Histogram transformations#

An histogram transformation consists in applying a mathematical function to the intensity distribution. Generally, the transformations are useful to improve the visual quality of an image, but are rarely needed inside an automatic processing.

The transform, denoted \(T\), is applied on the pixel intensities to change their values:

\[j = T(i)\]

where \(j\) and \(i\) are respectively the intensities of the new and the original image.
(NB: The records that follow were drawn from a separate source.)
//! Structural sanity checks over a match.
//!
//! None of these can fail through the public API. A violation means the
//! engine itself has a bug.
use std::collections::BTreeMap;

use crate::board::Coord;
use crate::roster::PawnId;
use crate::state::{MatchPhase, MatchState};

/// A broken structural invariant.
#[derive(Debug, Clone, PartialEq, Eq)]
pub struct InvariantViolation {
    pub message: String,
}

impl InvariantViolation {
    fn new(message: impl Into<String>) -> Self {
        Self {
            message: message.into(),
        }
    }
}

impl std::fmt::Display for InvariantViolation {
    fn fmt(&self, f: &mut std::fmt::Formatter<'_>) -> std::fmt::Result {
        write!(f, "Invariant violation: {}", self.message)
    }
}

impl std::error::Error for InvariantViolation {}

/// Check every structural invariant, returning all violations found.
#[must_use]
pub fn check_invariants(state: &MatchState) -> Vec<InvariantViolation> {
    let mut violations = Vec::new();
    let board = state.board();
    let roster = state.roster();

    let mut occupied: BTreeMap<PawnId, Coord> = BTreeMap::new();
    for (coord, cell) in board.iter() {
        let Some(id) = cell.occupant else {
            continue;
        };
        if cell.is_hole {
            violations.push(InvariantViolation::new(format!(
                "hole at {coord:?} holds pawn {}",
                id.0
            )));
        }
        if let Some(previous) = occupied.insert(id, coord) {
            violations.push(InvariantViolation::new(format!(
                "pawn {} occupies both {previous:?} and {coord:?}",
                id.0
            )));
        }
        match roster.pawn(id) {
            None => violations.push(InvariantViolation::new(format!(
                "cell {coord:?} holds captured pawn {}",
                id.0
            ))),
            Some(pawn) if pawn.position != coord => {
                violations.push(InvariantViolation::new(format!(
                    "pawn {} sits on {coord:?} but records {:?}",
                    id.0, pawn.position
                )));
            }
            Some(_) => {}
        }
    }

    for pawn in roster.pawns() {
        if !occupied.contains_key(&pawn.id) {
            violations.push(InvariantViolation::new(format!(
                "live pawn {} at {:?} is missing from the board",
                pawn.id.0, pawn.position
            )));
        }
    }

    for player in roster.players() {
        let flags = roster.live_flag_count(player.id);
        if roster.is_active(player.id) {
            if flags != 1 {
                violations.push(InvariantViolation::new(format!(
                    "active player {} has {flags} live flags",
                    player.id
                )));
            }
        } else if roster.live_pawns_of(player.id).next().is_some() {
            violations.push(InvariantViolation::new(format!(
                "eliminated player {} still has pawns on the board",
                player.id
            )));
        }
    }

    let active = roster.active().len();
    if active == 0 {
        violations.push(InvariantViolation::new("active roster is empty"));
    } else if state.current_index() >= active {
        violations.push(InvariantViolation::new(format!(
            "turn index {} out of range for {active} active players",
            state.current_index()
        )));
    }

    match state.phase() {
        MatchPhase::MatchOver { winner } => {
            if active != 1 || !roster.is_active(winner) {
                violations.push(InvariantViolation::new(format!(
                    "match over with winner {winner} but {active} active players"
                )));
            }
        }
        _ if active == 1 => {
            violations.push(InvariantViolation::new(
                "single active player but the match is still running",
            ));
        }
        MatchPhase::Selected(id) => {
            let owned = roster
                .pawn(id)
                .is_some_and(|pawn| Some(pawn.owner) == roster.active().get(state.current_index()).copied());
            if !owned {
                violations.push(InvariantViolation::new(format!(
                    "selected pawn {} does not belong to the current player",
                    id.0
                )));
            }
        }
        MatchPhase::Idle => {}
    }

    violations
}

/// Panic on any violation in debug builds; no-op in release.
pub fn assert_invariants(state: &MatchState) {
    #[cfg(debug_assertions)]
    {
        let violations = check_invariants(state);
        assert!(
            violations.is_empty(),
            "invariant violations: {}",
            violations
                .iter()
                .map(ToString::to_string)
                .collect::<Vec<_>>()
                .join("; ")
        );
    }
    #[cfg(not(debug_assertions))]
    let _ = state;
}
As a consequence, the histogram of the new image differs from the histogram of the original image.

Below are some common transformations (we suppose the pixel intensities to lie in \([0,1]\)).

Negative image#

\[T(i) = 1-i\]

../_images/negative.svg — Fig. 21 Negative image: the gray levels are reversed.#

Gamma correction#

\[T(i) = i^\gamma\]

../_images/gamma.svg — Fig. 22 Gamma correction modifies the coulours of an image acquired by an electronic system, it is used to take into account the non-linear sensibility of human eyes to the light. Here, \(\gamma=0.4\)#

Histogram spreading#

(french: étalement d’histogramme)

\[T(i) = \frac{i-i_\text{min}}{i_\text{max}-i_\text{min}}\]
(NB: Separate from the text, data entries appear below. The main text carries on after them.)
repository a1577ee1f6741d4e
pub fn split_csv(s: &str) -> Vec<String> {
    s.split(',')
        .map(|x| x.trim().to_string())
        .filter(|x| !x.is_empty())
        .collect()
}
where \(i_\text{min}\) and \(i_\text{max}\) are respectively the minimum and maximum intensities in the image.

../_images/spreading.svg — Fig. 23 Histogram spreading enhances the contrast by “dilating” the histogram to the whole intensity interval.#

Histogram equalization#

(french: égalisation d’histogramme)

\[T(i) = \frac{1}{MN} \sum_{k=0}^i n_k\]

where \(M\) and \(N\) are the image size and \(n_k\) is the number of pixels with intensity \(k\). This transformation aims to spread the histogram over the entire intensity range, and to make the histogram as flat as possible. A consequence is an increasing of the image contrast. It is a fully automatic method that does not require any parameters to be set. The demonstration of this equation is available in [Gonzalez 2010, section 3.3.1].
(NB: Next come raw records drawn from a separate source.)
//! Match state machine and the public select/target API.
use rand::SeedableRng;
use rand_chacha::ChaCha20Rng;
use serde::{Deserialize, Serialize};

use crate::board::{Board, Cell, Coord};
use crate::config::MatchConfig;
use crate::constants::{ATTACK_CHALLENGES, ATTACK_REWARD, MOVE_CHALLENGES, MOVE_REWARD};
use crate::error::ConfigError;
use crate::invariants::assert_invariants;
use crate::resolver::{
    TargetKind, apply_capture, apply_move, classify_target, legal_destinations, run_challenges,
};
use crate::roster::{Pawn, PawnId, Player, PlayerId, Roster, place_pawns};
use crate::trivia::TriviaGate;
use crate::turn::{check_eliminations, next_turn_after, remove_faction};

/// Where the match is in its turn cycle.
#[derive(Debug, Clone, Copy, PartialEq, Eq, Serialize, Deserialize)]
#[serde(rename_all = "snake_case")]
pub enum MatchPhase {
    Idle,
    Selected(PawnId),
    MatchOver { winner: PlayerId },
}

/// Outcome of a `target` call.
#[derive(Debug, Clone, Copy, PartialEq, Eq, Serialize, Deserialize)]
#[serde(rename_all = "snake_case")]
pub enum ActionResult {
    Deselected,
    MoveSuccess,
    MoveFailure,
    AttackSuccess,
    AttackFailure,
    Invalid,
}

impl ActionResult {
    /// Whether the result consumed the acting player's turn.
    #[must_use]
    pub const fn ends_turn(self) -> bool {
        matches!(
            self,
            Self::MoveSuccess | Self::MoveFailure | Self::AttackSuccess | Self::AttackFailure
        )
    }

    #[must_use]
    pub const fn is_success(self) -> bool {
        matches!(self, Self::MoveSuccess | Self::AttackSuccess)
    }
}

/// Outcome of the single-click input flow.
#[derive(Debug, Clone, Copy, PartialEq, Eq, Serialize, Deserialize)]
#[serde(rename_all = "snake_case")]
pub enum ClickOutcome {
    Selected(PawnId),
    Ignored,
    Action(ActionResult),
}

/// Facts emitted by resolution for presentation layers to animate or log.
#[derive(Debug, Clone, PartialEq, Eq, Serialize, Deserialize)]
#[serde(tag = "kind", rename_all = "snake_case")]
pub enum MatchEvent {
    PawnMoved {
        pawn: PawnId,
        from: Coord,
        to: Coord,
    },
    PawnCaptured {
        pawn: PawnId,
        owner: PlayerId,
        at: Coord,
        by: PawnId,
    },
    ScoreAwarded {
        player: PlayerId,
        points: u32,
        total: u32,
    },
    PlayerEliminated {
        player: PlayerId,
        pawns_removed: usize,
    },
    TurnPassed {
        from: PlayerId,
        to: PlayerId,
    },
    MatchWon {
        winner: PlayerId,
    },
}

/// A running match: board, roster, turn pointer and pending selection.
#[derive(Debug, Clone, Serialize, Deserialize)]
pub struct MatchState {
    config: MatchConfig,
    board: Board,
    roster: Roster,
    current: usize,
    phase: MatchPhase,
    turn_number: u32,
    #[serde(skip)]
    events: Vec<MatchEvent>,
}

impl MatchState {
    /// Set up a fresh match from `config`.
    ///
    /// Pawns are laid out before holes are drawn, so no hole ever lands on a
    /// starting position. The whole setup is reproducible from `config.seed`.
    ///
    /// # Errors
    ///
    /// Returns a [`ConfigError`] if the player count, board size or time
    /// limit is outside the supported range.
    pub fn new_match(config: MatchConfig) -> Result<Self, ConfigError> {
        config.validate()?;
        let mut rng = ChaCha20Rng::seed_from_u64(config.seed);
        let roster = place_pawns(config.players, config.board_size);
        let mut board = Board::initialize(config.board_size, config.category_policy, &mut rng);
        for pawn in roster.pawns() {
            board.set_occupant(pawn.position, pawn.id);
        }
        board.place_holes(usize::from(config.hole_count), &mut rng);

        log::debug!(
            "new match: {} players on {}x{}, {} holes, seed {}",
            config.players,
            config.board_size,
            config.board_size,
            board.hole_count(),
            config.seed
        );

        let state = Self {
            config,
            board,
            roster,
            current: 0,
            phase: MatchPhase::Idle,
            turn_number: 1,
            events: Vec::new(),
        };
        assert_invariants(&state);
        Ok(state)
    }

    /// Select the current player's pawn at `(row, col)`.
    ///
    /// Returns `true` when the selection changed. Empty cells, enemy pawns,
    /// out-of-bounds coordinates and a finished match leave it untouched.
    pub fn select(&mut self, row: i32, col: i32) -> bool {
        if self.is_over() {
            return false;
        }
        let Some(pawn) = self.own_pawn_at(row, col) else {
            return false;
        };
        if self.phase == MatchPhase::Selected(pawn) {
            return false;
        }
        log::debug!("{} selected pawn {} at ({row}, {col})", self.current_player(), pawn.0);
        self.phase = MatchPhase::Selected(pawn);
        true
    }

    /// Act with the selected pawn on `(row, col)`.
    ///
    /// Moves and attacks are gated by `gate` and always end the turn.
    /// Holes, friendly pawns and non-adjacent cells only drop the selection.
    pub fn target<G: TriviaGate + ?Sized>(&mut self, row: i32, col: i32, gate: &mut G) -> ActionResult {
        let MatchPhase::Selected(pawn) = self.phase else {
            return ActionResult::Invalid;
        };
        let Some(to) = Coord::checked(row, col, self.board.size()) else {
            return ActionResult::Invalid;
        };

        let kind = classify_target(&self.board, &self.roster, pawn, to);
        let category = self
            .board
            .cell(to)
            .map(|cell| cell.category.clone())
            .unwrap_or_default();
        self.phase = MatchPhase::Idle;

        let result = match kind {
            TargetKind::NotAdjacent | TargetKind::Hole | TargetKind::BlockedSameOwner => {
                log::debug!("target ({row}, {col}) is {kind:?}, selection dropped");
                return ActionResult::Deselected;
            }
            TargetKind::MoveEmpty => {
                if run_challenges(gate, &category, MOVE_CHALLENGES) {
                    self.resolve_move(pawn, to)
                } else {
                    ActionResult::MoveFailure
                }
            }
            TargetKind::Attack => {
                if run_challenges(gate, &category, ATTACK_CHALLENGES) {
                    self.resolve_attack(pawn, to)
                } else {
                    ActionResult::AttackFailure
                }
            }
        };
        log::debug!("{} {kind:?} on ({row}, {col}) [{category}]: {result:?}", self.current_player());
        self.finish_action();
        result
    }

    /// Single-click input: select when nothing is selected, switch to another
    /// own pawn, otherwise act on the clicked cell.
    pub fn click<G: TriviaGate + ?Sized>(&mut self, row: i32, col: i32, gate: &mut G) -> ClickOutcome {
        if self.is_over() {
            return ClickOutcome::Ignored;
        }
        if let Some(pawn) = self.own_pawn_at(row, col) {
            self.select(row, col);
            return ClickOutcome::Selected(pawn);
        }
        match self.phase {
            MatchPhase::Selected(_) => ClickOutcome::Action(self.target(row, col, gate)),
            _ => ClickOutcome::Ignored,
        }
    }

    fn own_pawn_at(&self, row: i32, col: i32) -> Option<PawnId> {
        let coord = Coord::checked(row, col, self.board.size())?;
        let id = self.board.occupant_at(coord)?;
        let pawn = self.roster.pawn(id)?;
        (pawn.owner == self.current_player()).then_some(id)
    }

    fn resolve_move(&mut self, pawn: PawnId, to: Coord) -> ActionResult {
        let owner = self.current_player();
        let Some(from) = apply_move(&mut self.board, &mut self.roster, pawn, to) else {
            log::warn!("move of pawn {} to {to:?} could not be applied", pawn.0);
            return ActionResult::MoveFailure;
        };
        self.events.push(MatchEvent::PawnMoved { pawn, from, to });
        self.push_award(owner, MOVE_REWARD);
        ActionResult::MoveSuccess
    }

    fn resolve_attack(&mut self, attacker: PawnId, to: Coord) -> ActionResult {
        let owner = self.current_player();
        let Some(capture) = apply_capture(&mut self.board, &mut self.roster, attacker, to) else {
            log::warn!("attack of pawn {} on {to:?} could not be applied", attacker.0);
            return ActionResult::AttackFailure;
        };
        self.events.push(MatchEvent::PawnCaptured {
            pawn: capture.captured.id,
            owner: capture.captured.owner,
            at: capture.to,
            by: attacker,
        });
        self.events.push(MatchEvent::PawnMoved {
            pawn: attacker,
            from: capture.from,
            to: capture.to,
        });
        self.push_award(owner, ATTACK_REWARD);
        ActionResult::AttackSuccess
    }

    fn push_award(&mut self, player: PlayerId, points: u32) {
        let total = self.score(player).unwrap_or_default();
        self.events.push(MatchEvent::ScoreAwarded {
            player,
            points,
            total,
        });
    }

    /// Elimination sweep, then either the win transition or the turn hand-off.
    fn finish_action(&mut self) {
        let actor = self.current_player();
        let pre = self.roster.active().to_vec();

        for player in check_eliminations(&self.roster) {
            let removed = remove_faction(&mut self.board, &mut self.roster, player);
            self.events.push(MatchEvent::PlayerEliminated {
                player,
                pawns_removed: removed.len(),
            });
        }

        let post = self.roster.active().to_vec();
        self.current = next_turn_after(&pre, &post, actor);
        self.turn_number = self.turn_number.saturating_add(1);

        if let [winner] = post[..] {
            self.current = 0;
            self.phase = MatchPhase::MatchOver { winner };
            self.events.push(MatchEvent::MatchWon { winner });
            log::info!("{winner} wins after {} turns", self.turn_number - 1);
        } else {
            let next = self.current_player();
            self.events.push(MatchEvent::TurnPassed {
                from: actor,
                to: next,
            });
        }

        assert_invariants(self);
    }

    /// Player whose turn it is. After the match ends this is the winner.
    #[must_use]
    pub fn current_player(&self) -> PlayerId {
        self.roster.active()[self.current]
    }

    #[must_use]
    pub const fn current_index(&self) -> usize {
        self.current
    }

    #[must_use]
    pub fn cell(&self, row: i32, col: i32) -> Option<&Cell> {
        Coord::checked(row, col, self.board.size()).and_then(|coord| self.board.cell(coord))
    }

    #[must_use]
    pub fn score(&self, player: PlayerId) -> Option<u32> {
        self.roster.player(player).map(|p| p.score)
    }

    #[must_use]
    pub const fn winner(&self) -> Option<PlayerId> {
        match self.phase {
            MatchPhase::MatchOver { winner } => Some(winner),
            _ => None,
        }
    }

    #[must_use]
    pub const fn is_over(&self) -> bool {
        matches!(self.phase, MatchPhase::MatchOver { .. })
    }

    #[must_use]
    pub fn active_players(&self) -> &[PlayerId] {
        self.roster.active()
    }

    /// Every seat, eliminated ones included.
    #[must_use]
    pub fn players(&self) -> &[Player] {
        self.roster.players()
    }

    /// Destinations for the selected pawn; empty when nothing is selected.
    #[must_use]
    pub fn legal_destinations_for_selection(&self) -> Vec<Coord> {
        self.selected()
            .map(|pawn| legal_destinations(&self.board, &self.roster, pawn))
            .unwrap_or_default()
    }

    #[must_use]
    pub const fn selected(&self) -> Option<PawnId> {
        match self.phase {
            MatchPhase::Selected(pawn) => Some(pawn),
            _ => None,
        }
    }

    #[must_use]
    pub fn selected_pawn(&self) -> Option<&Pawn> {
        self.selected().and_then(|id| self.roster.pawn(id))
    }

    /// 1-based number of the turn being played.
    #[must_use]
    pub const fn turn_number(&self) -> u32 {
        self.turn_number
    }

    #[must_use]
    pub const fn phase(&self) -> MatchPhase {
        self.phase
    }

    #[must_use]
    pub const fn config(&self) -> &MatchConfig {
        &self.config
    }

    #[must_use]
    pub const fn board(&self) -> &Board {
        &self.board
    }

    #[must_use]
    pub const fn roster(&self) -> &Roster {
        &self.roster
    }

    /// Events produced since the last drain, oldest first.
    #[must_use]
    pub fn events(&self) -> &[MatchEvent] {
        &self.events
    }

    pub fn drain_events(&mut self) -> Vec<MatchEvent> {
        std::mem::take(&mut self.events)
    }
}

/// A match bound to the trivia gate that referees it.
#[derive(Debug, Clone)]
pub struct MatchSession<G> {
    state: MatchState,
    gate: G,
}

impl<G: TriviaGate> MatchSession<G> {
    #[must_use]
    pub const fn new(state: MatchState, gate: G) -> Self {
        Self { state, gate }
    }

    /// Build the match and bind it in one step.
    ///
    /// # Errors
    ///
    /// Returns a [`ConfigError`] if the configuration is out of range.
    pub fn start(config: MatchConfig, gate: G) -> Result<Self, ConfigError> {
        MatchState::new_match(config).map(|state| Self::new(state, gate))
    }

    pub fn select(&mut self, row: i32, col: i32) -> bool {
        self.state.select(row, col)
    }

    pub fn target(&mut self, row: i32, col: i32) -> ActionResult {
        self.state.target(row, col, &mut self.gate)
    }

    pub fn click(&mut self, row: i32, col: i32) -> ClickOutcome {
        self.state.click(row, col, &mut self.gate)
    }

    #[must_use]
    pub const fn state(&self) -> &MatchState {
        &self.state
    }

    pub fn drain_events(&mut self) -> Vec<MatchEvent> {
        self.state.drain_events()
    }

    #[must_use]
    pub const fn gate(&self) -> &G {
        &self.gate
    }

    pub const fn gate_mut(&mut self) -> &mut G {
        &mut self.gate
    }

    /// Consume the session, returning the state and gate.
    #[must_use]
    pub fn into_parts(self) -> (MatchState, G) {
        (self.state, self.gate)
    }
}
../_images/equalization.svg — Fig. 24 Histogram equalization is another contrast enhancing and tend to make the details more visible.#

Thresholding#

The histogram is sometimes very useful to segment the image in two classes, that is to distinguish the objects in the image with respect to their gray level. Indeed, if the histogram shows clearly two modes (i.e. two “bumps”), a threshold \(T\) can be defined between these two modes, then apply a thresholding on the pixels, such that:

if the pixel level is lower that \(T\), then the pixel is in class 0 (displayed in black in Fig. 25),
otherwise the pixel is in class 1 (displayed in white in Fig. 25).

../_images/thresholding.svg — Fig. 25 Threshold with a threshold set to 0.45.#

Such a thresholding yields a binary image whose pixels have only two values. Several methods exist that compute automatically the threshold, such that Otsu’s method.